[e2e] NDDI & OpenFlow

L.Wood@surrey.ac.uk L.Wood at surrey.ac.uk
Thu Apr 28 17:07:35 PDT 2011

One way of looking at OpenFlow is that, as routers have developed, they have gone from being integrated, to having modular linecards plugged into a backplane/bus, to having line cards plugged into an internal 10.x network within the box, because Gigabit Ethernet can provide a nice fast, well-understood backplane without further custom engineering. (Cisco's catalyst 6000 series is one example of this.) The linecards do forwarding at (hopefully) line speed, but receive their forwarding tables over the internal Ethernet from the central processor where routing and routing tables exist, and also receive their traffic over the internal Ethernet. All in internal VLANs where the forwarding table information and control data can be prioritised.

OpenFlow can take that internal Ethernet connectivity within the router, and stretches it so that the linecards are in different places around an office or university campus. So your network is no longer a bunch of smartish routers doing different and slightly repeated and redundant things in a hopefully coordinated fashion, but a bunch of somewhat dumber linecards being coordinated in synchrony from a central point. Your campus is now inside your router, and your campus-wide control plane just got way faster and more predictable.

So far, so good; your traffic engineering and what-does-QoS-mean problems now exist within a single homogenous router, rather than a bunch of uncoordinated routers that have to be configured in situ etc. So the routing protocol being run across campus is suddenly consistent, instead of e.g. migrating piecemeal to OSPF, having part of campus generate and rebroadcast RIP without telling you because they're not upgrading their old kit, etc.

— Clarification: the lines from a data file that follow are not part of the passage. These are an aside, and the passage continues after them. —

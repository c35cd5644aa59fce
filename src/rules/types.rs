//! Type definitions for declarative correction rules.
//!
//! A correction rule couples a matcher (a regular-expression source), a
//! corrector (how matched text is rewritten), and reporting metadata
//! (category, severity, explanation, example corrections). Rules are plain
//! data declared at process start; the engine in
//! [`crate::rules::engine`] is independent of any specific rule content.

use std::fmt;

/// Category of a correction rule and of the errors it detects.
///
/// Categories group rules for reporting and drive the score buckets of the
/// aggregator: grammar (subject-verb, tense, article, preposition),
/// vocabulary (spelling), and style (punctuation, contraction, word order).
#[derive(Clone, Copy, Debug, Eq, Hash, PartialEq)]
#[cfg_attr(
    feature = "serialization",
    derive(serde::Serialize, serde::Deserialize)
)]
pub enum ErrorCategory {
    /// Missing or malformed contraction ("Im" for "I'm").
    Contraction,
    /// Common misspelling ("recieve" for "receive").
    Spelling,
    /// Subject-verb agreement ("I has" for "I have").
    SubjectVerb,
    /// Incorrect tense form ("goed" for "went").
    Tense,
    /// Article usage ("a apple" for "an apple").
    Article,
    /// Preposition choice ("married with" for "married to").
    Preposition,
    /// Word order ("always I" for "I always").
    WordOrder,
    /// Punctuation and capitalization mechanics.
    Punctuation,
}

impl ErrorCategory {
    /// Stable lowercase label, used in reports.
    pub fn as_str(&self) -> &'static str {
        match self {
            ErrorCategory::Contraction => "contraction",
            ErrorCategory::Spelling => "spelling",
            ErrorCategory::SubjectVerb => "subject-verb agreement",
            ErrorCategory::Tense => "tense",
            ErrorCategory::Article => "article",
            ErrorCategory::Preposition => "preposition",
            ErrorCategory::WordOrder => "word order",
            ErrorCategory::Punctuation => "punctuation",
        }
    }

    /// Whether errors of this category count toward the grammar score.
    #[inline]
    pub fn is_grammar(&self) -> bool {
        matches!(
            self,
            ErrorCategory::SubjectVerb
                | ErrorCategory::Tense
                | ErrorCategory::Article
                | ErrorCategory::Preposition
        )
    }

    /// Whether errors of this category count toward the vocabulary score.
    #[inline]
    pub fn is_vocabulary(&self) -> bool {
        matches!(self, ErrorCategory::Spelling)
    }

    /// Whether errors of this category count toward the style score.
    #[inline]
    pub fn is_style(&self) -> bool {
        matches!(
            self,
            ErrorCategory::Punctuation | ErrorCategory::Contraction | ErrorCategory::WordOrder
        )
    }
}

impl fmt::Display for ErrorCategory {
    fn fmt(&self, f: &mut fmt::Formatter<'_>) -> fmt::Result {
        f.write_str(self.as_str())
    }
}

/// Severity of a detected error, used to weight the overall score.
#[derive(Clone, Copy, Debug, Eq, Hash, Ord, PartialEq, PartialOrd)]
#[cfg_attr(
    feature = "serialization",
    derive(serde::Serialize, serde::Deserialize)
)]
pub enum Severity {
    /// Cosmetic; the sentence is fully understandable.
    Minor,
    /// Noticeable; meaning survives but reads wrong.
    Moderate,
    /// Meaning-impairing or a hallmark learner error.
    Major,
}

impl Severity {
    /// Weight used by the overall-score formula (1/2/3).
    #[inline]
    pub fn weight(&self) -> u32 {
        match self {
            Severity::Minor => 1,
            Severity::Moderate => 2,
            Severity::Major => 3,
        }
    }

    /// Stable lowercase label.
    pub fn as_str(&self) -> &'static str {
        match self {
            Severity::Minor => "minor",
            Severity::Moderate => "moderate",
            Severity::Major => "major",
        }
    }
}

impl fmt::Display for Severity {
    fn fmt(&self, f: &mut fmt::Formatter<'_>) -> fmt::Result {
        f.write_str(self.as_str())
    }
}

/// A codepoint-offset span into the original input text.
///
/// Invariant: `0 <= start < end <= len(text)` in codepoints. Spans always
/// index the *original* text, never any intermediate corrected form.
#[derive(Clone, Copy, Debug, Eq, Hash, PartialEq)]
#[cfg_attr(
    feature = "serialization",
    derive(serde::Serialize, serde::Deserialize)
)]
pub struct Span {
    /// Inclusive start offset.
    pub start: usize,
    /// Exclusive end offset.
    pub end: usize,
}

impl Span {
    /// Create a span. Callers uphold `start < end`.
    #[inline]
    pub fn new(start: usize, end: usize) -> Self {
        Self { start, end }
    }

    /// Whether two spans share at least one position.
    #[inline]
    pub fn overlaps(&self, other: &Span) -> bool {
        self.start < other.end && other.start < self.end
    }

    /// Span length in codepoints.
    #[inline]
    pub fn len(&self) -> usize {
        self.end.saturating_sub(self.start)
    }

    /// Whether the span is degenerate.
    #[inline]
    pub fn is_empty(&self) -> bool {
        self.end <= self.start
    }
}

impl fmt::Display for Span {
    fn fmt(&self, f: &mut fmt::Formatter<'_>) -> fmt::Result {
        write!(f, "[{}, {})", self.start, self.end)
    }
}

/// How matched text is rewritten.
///
/// Most rules replace the match with a fixed string; a handful need to
/// inspect the matched text (case preservation over a lookup table,
/// whitespace surgery), which is what the function variant is for.
#[derive(Clone, Copy)]
pub enum Corrector {
    /// Replace the whole match with a fixed string, preserving an
    /// upper-case first letter of the matched text.
    Replace(&'static str),
    /// Compute the replacement from the matched text.
    Fn(fn(&str) -> String),
}

impl Corrector {
    /// Rewrite `matched` according to this corrector.
    pub fn apply(&self, matched: &str) -> String {
        match self {
            Corrector::Replace(replacement) => {
                let starts_upper = matched.chars().next().is_some_and(|c| c.is_uppercase());
                if starts_upper {
                    capitalize_first(replacement)
                } else {
                    (*replacement).to_string()
                }
            }
            Corrector::Fn(f) => f(matched),
        }
    }
}

impl fmt::Debug for Corrector {
    fn fmt(&self, f: &mut fmt::Formatter<'_>) -> fmt::Result {
        match self {
            Corrector::Replace(r) => f.debug_tuple("Replace").field(r).finish(),
            Corrector::Fn(_) => f.write_str("Fn(..)"),
        }
    }
}

/// Upper-case the first character of `s`.
pub(crate) fn capitalize_first(s: &str) -> String {
    let mut chars = s.chars();
    match chars.next() {
        Some(first) => first.to_uppercase().chain(chars).collect(),
        None => String::new(),
    }
}

/// A declarative correction rule.
///
/// Rules are declared once, in table order; when two rules' matches
/// overlap, the rule earlier in the table wins. The `pattern` is a regex
/// source compiled by the engine at table-build time.
#[derive(Clone, Debug)]
pub struct CorrectionRule {
    /// Stable rule identifier, e.g. `"contraction-im"`.
    pub name: &'static str,
    /// Reporting and scoring category.
    pub category: ErrorCategory,
    /// Weighting severity.
    pub severity: Severity,
    /// Regex source for the matcher.
    pub pattern: &'static str,
    /// How matched text is rewritten.
    pub corrector: Corrector,
    /// One-sentence explanation shown to the learner.
    pub explanation: &'static str,
    /// Example corrections, `"wrong → right"`.
    pub examples: &'static [&'static str],
}

/// One detected error, anchored to the original text.
#[derive(Clone, Debug, PartialEq)]
#[cfg_attr(
    feature = "serialization",
    derive(serde::Serialize, serde::Deserialize)
)]
pub struct DetectedError {
    /// Category of the rule (or external detector) that found it.
    pub category: ErrorCategory,
    /// The matched text as it appeared in the input.
    pub original: String,
    /// The corrected replacement text.
    pub corrected: String,
    /// Learner-facing explanation.
    pub explanation: String,
    /// Name of the originating rule or detector.
    pub rule: String,
    /// Weighting severity.
    pub severity: Severity,
    /// Codepoint span into the original text.
    pub span: Span,
    /// Example corrections for the underlying rule.
    pub examples: Vec<String>,
    /// Detector confidence in `(0, 1]`; local rule hits carry 1.0.
    pub confidence: f64,
}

Where I have trouble with the OpenFlow story is where network researchers say 'okay, now we've built this, we'll also instrument it and use it for traffic for our research experiments, in separate traffic-engineered virtualized slices of the network'. It's a production networking environment enabling a business or university to function, where network researchers don't do support, and which and whose budget will pay for this stuff and deal with downtime mitigation, exactly? Even handwaving the technology implications away, it's an accounting difficulty. I suppose researchers could found a startup that will charge the university to maintain its network, while at the same time also getting research funding to do new, interesting, and exciting things to their paying customer's network. It's a win-win (well, if we don't look too closely at funding models) right up until the first major outage.

But with the recent formation of the Open Networking Foundation, we'll see multiple commercial suppliers providing ever-more-complex kit to support this site-as-router paradigm, with the usual subtle interoperability problems, a minimal common feature set and creative technical differentiation to market products and give unique selling points. Standards are good, but they can always be improved upon. At which point, we're back to a heterogenous multi-supplier network - but one with a lot more subtle interdependencies, requiring more support when things go wrong, as they do. Routing problems can now be trickier forwarding state and sync problems. But that's what support is for; you don't just install a network, you maintain one, and the support costs are a given.

Meanwhile, the networking researchers remain locked out of the commercial kit for the sanity of the university administration, which is fine, because they've decided they can't do anything exciting with it anyway. Instead, they're off describing the problems with the status quo and winning new funding to look at distributed, fault-tolerant networking where there is no central control point. After all, you don't conquer complexity, you just shuffle it around.

This should be interesting.


Plus ça change, plus c'est la même chose.